Why? For one thing, it is (for various hardware reasons) fastest to read memory this way; you always get a big chunk of data from a slow memory. Keeping the nearby ones helps when your program has locality in space. Using some kind of LRU replacement strategy helps with locality in time.

However, there are algorithms that are designed to help with locality as well. The two best examples are B-trees and splay tree, which we will discuss briefly today.

B-trees

A B-tree of order m is a search tree where each non leaf node has up to m children. B-trees were originally invented for storing data structures on disk, where locality is even more crucial than with memory. Accessing a disk location takes about 5ms = 5,000,000ns. Therefore if you are storing a tree on disk you want to make sure that a given disk read is as effective as possible. B-trees, with their high branching factor, ensure that few disk reads are needed to navigate to the place where data is stored. B-trees are also useful for in-memory data structures because these days main memory is almost as slow relative to the processor as disk drives were when B-trees were introduced!

Example of a B-tree:

                   [4  , 10 ,  16]
                   /   |    |    \
                  /    |    |     \
                 /     |    |      \
                /      |    |       \
               /       |    V        \
              V        |  [11,12,25]  \
           [1,2,3]     V              V
                    [6,7,9]         [17,22,36]

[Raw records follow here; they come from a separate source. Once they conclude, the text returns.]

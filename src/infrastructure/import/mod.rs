pub mod json_dataset;

pub use json_dataset::{load_dataset, Dataset, ImportError};
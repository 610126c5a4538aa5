use serde::{Deserialize, Serialize};

/// Severity level for detected anomalies
///
/// Serializes as the numeric level (1–3), which is the wire form reports and
/// downstream tooling expect.
#[derive(Debug, Clone, Copy, Serialize, Deserialize, PartialEq, Eq, PartialOrd, Ord, Hash)]
#[serde(into = "u8", try_from = "u8")]
pub enum Severity {
    Low,
    Medium,
    High,
}

impl From<Severity> for u8 {
    fn from(severity: Severity) -> Self {
        severity.level()
    }
}

impl TryFrom<u8> for Severity {
    type Error = String;

    fn try_from(level: u8) -> Result<Self, Self::Error> {
        match level {
            1 => Ok(Self::Low),
            2 => Ok(Self::Medium),
            3 => Ok(Self::High),
            other => Err(format!("invalid severity level: {other}")),
        }
    }
}

impl std::fmt::Display for Severity {
    fn fmt(&self, f: &mut std::fmt::Formatter<'_>) -> std::fmt::Result {
        match self {
            Self::Low => write!(f, "LOW"),
            Self::Medium => write!(f, "MEDIUM"),
            Self::High => write!(f, "HIGH"),
        }
    }
}

impl Severity {
    /// Numeric ranking: 1 (low) to 3 (high).
    #[must_use]
    pub const fn level(&self) -> u8 {
        match self {
            Self::Low => 1,
            Self::Medium => 2,
            Self::High => 3,
        }
    }

    #[must_use]
    pub const fn color(&self) -> &str {
        match self {
            Self::Low => "blue",
            Self::Medium => "yellow",
            Self::High => "red",
        }
    }
}
use serde::{Deserialize, Serialize};

/// Category of detected anomaly, one per detection pass.
#[derive(Debug, Clone, Copy, Serialize, Deserialize, PartialEq, Eq, Hash)]
#[serde(rename_all = "lowercase")]
pub enum AnomalyKind {
    /// Sudden jump versus the previous reading (equipment malfunction signal).
    Spike,
    /// Sustained multi-day increase (gradual efficiency loss).
    Drift,
    /// Abnormal usage during a typically low-usage hour.
    Schedule,
}

impl std::fmt::Display for AnomalyKind {
    fn fmt(&self, f: &mut std::fmt::Formatter<'_>) -> std::fmt::Result {
        match self {
            Self::Spike => write!(f, "spike"),
            Self::Drift => write!(f, "drift"),
            Self::Schedule => write!(f, "schedule"),
        }
    }
}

The data structure satisfies several invariants:

If a node has n children, it contains n-1 keys.
Every node (except the root) is at least half full
Every path from the root to a leaf has the same length
The root has at least two children if it is not a leaf.

Because the height of the tree is uniformly the same and every node is at least half full, we are guaranteed that the asymptotic performance is O(lg n) where n is the size of the collection. The real win is in the constant factors, of course. We can choose m so that the pointers to the m children plus the m-1 elements fill out a cache line at the highest level of the memory hierarchy where we can expect to get cache hits. For example, if we are accessing a large disk database then our "cache lines" are memory blocks of the size that is read from disk.

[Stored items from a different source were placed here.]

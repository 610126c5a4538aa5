use chrono::{DateTime, Utc};
use serde::{Deserialize, Serialize};

use crate::domain::value_objects::anomaly_kind::AnomalyKind;
use crate::domain::value_objects::severity::Severity;

/// One flagged abnormal reading, immutable once produced.
///
/// Passes never merge or deduplicate, so the same reading can appear in
/// several anomalies of different kinds.
#[derive(Debug, Clone, PartialEq, Serialize, Deserialize)]
pub struct Anomaly {
    pub kind: AnomalyKind,
    pub timestamp: DateTime<Utc>,
    /// Observed consumption in kWh.
    pub consumption: f64,
    /// Reference value the observation is compared against: the previous
    /// reading for spikes, the window start for drift, the hourly mean for
    /// schedule anomalies.
    pub expected: f64,
    /// Increase over `expected`, rounded to one decimal.
    pub percentage_increase: f64,
    pub severity: Severity,
    pub description: String,
}

impl Anomaly {
    /// Excess consumption versus the expected value, in kWh. May be negative.
    #[must_use]
    pub fn excess(&self) -> f64 {
        self.consumption - self.expected
    }
}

Lookup in a B-tree is straightforward. Given a node to start from, we use a simple linear or binary search to find whether the desired element is in the node, or if not, which child pointer to follow from the current node.

Insertion and deletion from a B-tree are more complicated; in fact, they are notoriously difficult to implement correctly. For insertion, we first find the appropriate leaf node into which the inserted element falls (assuming it is not already in the tree). If there is already room in the node, the new element can be inserted simply. Otherwise the current leaf is already full and must be split into two leaves, one of which acquires the new element. The parent is then updated to contain a new key and child pointer. If the parent is already full, the process ripples upwards, eventually possibly reaching the root. If the root is split into two, then a new root is created with just two children.

Splay trees

A splay tree is an efficient implementation of binary search trees that takes advantage of locality in the incoming lookup requests. Locality in this context is a tendency to look for the same element multiple times. A stream of requests exhibits no locality if every element is equally likely to be accessed at each point. For many applications, there is locality, and elements tend to be accessed repeatedly. A good example of an application with this property is a network router. Routers must decide on which outgoing wire to route the incoming packets, based on the IP address in the packets. The router needs a big table (a map) that can be used to look up an IP address and find out which outgoing connection to use. If an IP address has been used once, it is likely to be used again, perhaps many times. Splay trees are designed to provide good performance in this situation.

In addition, splay trees offer amortized O(lg n) performance. That is, a sequence of M operations on an n-node splay tree takes O(M lg n) time.

A splay tree is a binary search tree. It has one interesting difference, however: whenever an element is looked up in the tree, the splay tree reorganizes to move that element to the root of the tree, without breaking the binary search tree invariant. If the next lookup request is for the same element, it can be returned immediately. In general, if a small number of elements are being heavily used, they will tend to be found near the top of the tree and are thus found quickly.

We have already seen a way to move an element upward in a binary search tree: tree rotation. When an element is accessed in a splay tree, tree rotations are used to move it to the top of the tree. This simple algorithm can result in extremely good performance in practice. Notice that the algorithm requires that we be able to update the tree in place, but the abstract view of the set of elements represented by the tree does not change and the rep invariant is maintained. This is an example of a benevolent side effect: a side effect that does not change the abstract view of the value represented.

There are three kinds of tree rotations that are used to move elements upward in the tree. These rotations have two important effects: they move the node being splayed upward in the tree, and they also shorten the path to any nodes along the path to the splayed node. This latter effect means that splaying operations tend to make the tree more balanced.

Rotation 1: Simple rotation

A simple tree rotation is applied at the root of the splay tree, moving the splayed node x up to become the new tree root. Here we have A < x < B < y < C, and the splayed node is either x or y depending on which direction the rotation is.

    y                x
   / \              / \
  x   C    <->     A   y
 / \                  / \
A   B                B   C

Rotation 2: Zig-Zig and Zag-Zag

Lower down in the tree rotations are performed in pairs so that nodes on the path from the splayed node to the root move closer to the root on average. In the "zig-zig" case, the splayed node is the left child of a left child or the right child of a right child ("zag-zag").

      z             x               
     / \           / \
    y   D         A   y
   / \      <->      / \        (A < x < B < y < C < z < D)
  x   C             B   z
 / \                   / \
A   B                 C   D

Rotation 3: Zig-Zag

In the "zig-zag" case, the splayed node is the left child of a right child or vice-versa. The rotations produce a subtree whose height is less than that of the original tree. Thus, this rotation improves the balance of the tree. In each of the two cases shown, y is the splayed node:

 
       z                y                x
      / \              / \              / \
     x   D            /   \            A   z
    / \         ->   x     z    <-        / \
   A   y            / \   / \            y   D
      / \          A   B C   D          / \
     B   C                             B   C